Saved entries
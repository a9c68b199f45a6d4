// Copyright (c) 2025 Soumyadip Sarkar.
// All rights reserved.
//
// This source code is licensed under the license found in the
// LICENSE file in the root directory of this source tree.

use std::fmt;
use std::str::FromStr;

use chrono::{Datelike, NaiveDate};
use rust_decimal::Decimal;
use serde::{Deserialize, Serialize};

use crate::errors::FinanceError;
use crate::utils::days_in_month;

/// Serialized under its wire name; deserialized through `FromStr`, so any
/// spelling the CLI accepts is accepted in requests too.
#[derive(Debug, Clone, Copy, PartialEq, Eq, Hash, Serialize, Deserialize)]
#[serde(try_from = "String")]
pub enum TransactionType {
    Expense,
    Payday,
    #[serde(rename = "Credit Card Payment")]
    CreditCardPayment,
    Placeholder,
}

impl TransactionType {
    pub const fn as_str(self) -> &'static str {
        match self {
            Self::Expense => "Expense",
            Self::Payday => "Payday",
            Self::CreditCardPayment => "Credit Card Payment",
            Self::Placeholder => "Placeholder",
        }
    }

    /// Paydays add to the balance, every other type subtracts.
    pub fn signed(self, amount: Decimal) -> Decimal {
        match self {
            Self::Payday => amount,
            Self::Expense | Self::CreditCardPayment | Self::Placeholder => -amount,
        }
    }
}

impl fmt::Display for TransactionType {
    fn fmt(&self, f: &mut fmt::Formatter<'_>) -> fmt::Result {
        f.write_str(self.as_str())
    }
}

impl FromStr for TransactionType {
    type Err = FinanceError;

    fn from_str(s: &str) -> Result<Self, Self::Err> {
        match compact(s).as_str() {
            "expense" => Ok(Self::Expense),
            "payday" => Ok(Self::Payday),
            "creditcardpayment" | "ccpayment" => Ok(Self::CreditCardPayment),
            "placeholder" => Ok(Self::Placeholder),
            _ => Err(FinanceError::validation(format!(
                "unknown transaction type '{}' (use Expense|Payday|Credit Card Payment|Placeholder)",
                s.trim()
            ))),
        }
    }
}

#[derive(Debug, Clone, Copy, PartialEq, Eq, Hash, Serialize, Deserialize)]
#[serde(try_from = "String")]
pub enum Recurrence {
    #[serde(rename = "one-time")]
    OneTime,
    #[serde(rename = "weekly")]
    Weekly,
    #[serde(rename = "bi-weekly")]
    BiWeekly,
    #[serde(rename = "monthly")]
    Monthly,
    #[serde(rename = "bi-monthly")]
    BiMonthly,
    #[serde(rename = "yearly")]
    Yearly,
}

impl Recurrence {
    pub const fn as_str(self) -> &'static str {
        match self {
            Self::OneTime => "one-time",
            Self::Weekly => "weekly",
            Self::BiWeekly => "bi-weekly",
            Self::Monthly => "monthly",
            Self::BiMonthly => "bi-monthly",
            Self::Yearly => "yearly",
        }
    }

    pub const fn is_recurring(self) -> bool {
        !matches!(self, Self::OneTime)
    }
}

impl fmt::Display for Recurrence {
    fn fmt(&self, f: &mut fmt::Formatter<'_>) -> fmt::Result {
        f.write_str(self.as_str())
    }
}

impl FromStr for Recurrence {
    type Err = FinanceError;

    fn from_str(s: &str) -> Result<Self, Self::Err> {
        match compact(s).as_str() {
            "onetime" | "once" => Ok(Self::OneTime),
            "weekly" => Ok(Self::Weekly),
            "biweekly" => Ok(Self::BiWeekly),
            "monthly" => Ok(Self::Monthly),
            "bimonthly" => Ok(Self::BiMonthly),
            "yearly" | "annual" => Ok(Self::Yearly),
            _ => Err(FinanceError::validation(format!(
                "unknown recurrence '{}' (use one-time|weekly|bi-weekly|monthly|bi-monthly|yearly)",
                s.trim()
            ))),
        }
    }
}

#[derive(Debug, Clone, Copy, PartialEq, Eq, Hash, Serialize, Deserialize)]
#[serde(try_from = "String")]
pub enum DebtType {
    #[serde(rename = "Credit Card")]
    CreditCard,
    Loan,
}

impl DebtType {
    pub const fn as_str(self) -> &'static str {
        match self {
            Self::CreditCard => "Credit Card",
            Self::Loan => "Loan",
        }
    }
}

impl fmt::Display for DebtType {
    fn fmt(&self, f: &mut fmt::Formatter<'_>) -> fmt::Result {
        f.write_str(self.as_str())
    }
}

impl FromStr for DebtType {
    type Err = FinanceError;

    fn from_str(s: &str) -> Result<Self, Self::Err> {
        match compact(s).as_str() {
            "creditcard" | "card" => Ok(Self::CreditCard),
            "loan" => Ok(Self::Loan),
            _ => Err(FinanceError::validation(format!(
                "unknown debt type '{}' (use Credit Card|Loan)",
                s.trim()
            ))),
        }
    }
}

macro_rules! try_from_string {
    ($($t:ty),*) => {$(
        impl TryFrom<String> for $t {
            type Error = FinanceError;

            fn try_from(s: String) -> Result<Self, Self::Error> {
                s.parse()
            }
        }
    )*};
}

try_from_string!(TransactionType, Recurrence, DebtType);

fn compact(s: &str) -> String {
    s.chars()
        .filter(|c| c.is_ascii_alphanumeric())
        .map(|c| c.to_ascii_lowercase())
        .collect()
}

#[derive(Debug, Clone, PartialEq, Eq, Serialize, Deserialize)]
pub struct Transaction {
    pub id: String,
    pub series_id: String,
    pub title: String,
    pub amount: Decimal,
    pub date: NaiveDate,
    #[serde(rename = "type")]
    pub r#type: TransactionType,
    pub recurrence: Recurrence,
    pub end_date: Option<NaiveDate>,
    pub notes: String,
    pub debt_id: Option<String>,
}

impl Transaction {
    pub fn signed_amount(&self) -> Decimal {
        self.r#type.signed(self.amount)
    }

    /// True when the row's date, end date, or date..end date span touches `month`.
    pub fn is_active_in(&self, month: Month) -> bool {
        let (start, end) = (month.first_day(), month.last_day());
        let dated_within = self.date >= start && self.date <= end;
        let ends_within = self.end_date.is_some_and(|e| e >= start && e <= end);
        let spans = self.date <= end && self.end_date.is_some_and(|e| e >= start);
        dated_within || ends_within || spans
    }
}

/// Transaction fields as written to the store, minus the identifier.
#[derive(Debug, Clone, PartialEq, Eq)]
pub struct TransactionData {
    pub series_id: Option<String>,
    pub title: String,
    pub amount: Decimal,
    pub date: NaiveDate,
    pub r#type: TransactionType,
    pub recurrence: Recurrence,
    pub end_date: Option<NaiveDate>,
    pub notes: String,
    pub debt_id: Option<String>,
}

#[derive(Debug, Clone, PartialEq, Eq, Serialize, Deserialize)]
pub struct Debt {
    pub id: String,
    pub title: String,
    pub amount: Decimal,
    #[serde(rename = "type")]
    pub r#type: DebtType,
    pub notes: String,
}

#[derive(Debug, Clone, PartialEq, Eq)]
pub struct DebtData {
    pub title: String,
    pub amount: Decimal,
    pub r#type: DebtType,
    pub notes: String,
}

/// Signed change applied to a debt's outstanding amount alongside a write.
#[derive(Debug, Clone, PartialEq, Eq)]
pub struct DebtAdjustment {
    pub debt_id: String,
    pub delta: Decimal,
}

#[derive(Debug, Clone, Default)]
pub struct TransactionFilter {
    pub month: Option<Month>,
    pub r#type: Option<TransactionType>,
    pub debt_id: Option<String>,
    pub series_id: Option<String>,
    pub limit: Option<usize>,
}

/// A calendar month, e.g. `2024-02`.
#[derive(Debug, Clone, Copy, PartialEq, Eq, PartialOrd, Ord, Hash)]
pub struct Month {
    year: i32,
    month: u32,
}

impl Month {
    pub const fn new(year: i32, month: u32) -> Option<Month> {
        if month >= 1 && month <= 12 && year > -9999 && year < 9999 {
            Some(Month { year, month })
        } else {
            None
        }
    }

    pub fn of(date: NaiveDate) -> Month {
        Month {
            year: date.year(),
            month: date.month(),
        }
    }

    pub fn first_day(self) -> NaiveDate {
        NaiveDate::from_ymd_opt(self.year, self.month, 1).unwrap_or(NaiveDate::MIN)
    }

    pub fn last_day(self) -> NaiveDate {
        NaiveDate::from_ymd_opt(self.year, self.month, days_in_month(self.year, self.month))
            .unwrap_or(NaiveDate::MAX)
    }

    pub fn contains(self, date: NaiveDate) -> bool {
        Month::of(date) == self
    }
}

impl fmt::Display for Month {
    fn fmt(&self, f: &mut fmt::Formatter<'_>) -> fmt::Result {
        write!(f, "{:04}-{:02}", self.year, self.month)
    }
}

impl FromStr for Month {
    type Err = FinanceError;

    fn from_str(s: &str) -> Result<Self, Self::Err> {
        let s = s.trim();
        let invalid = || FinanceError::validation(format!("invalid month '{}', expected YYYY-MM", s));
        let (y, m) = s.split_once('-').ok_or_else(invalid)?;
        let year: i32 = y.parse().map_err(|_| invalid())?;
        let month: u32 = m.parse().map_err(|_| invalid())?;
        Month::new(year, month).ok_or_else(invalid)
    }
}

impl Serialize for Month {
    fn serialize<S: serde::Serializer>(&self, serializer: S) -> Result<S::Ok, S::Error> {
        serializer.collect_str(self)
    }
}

Work to complete: Copy whichever lines above contain the string "parse".

Response area:
                s.parse()
        let year: i32 = y.parse().map_err(|_| invalid())?;
        let month: u32 = m.parse().map_err(|_| invalid())?;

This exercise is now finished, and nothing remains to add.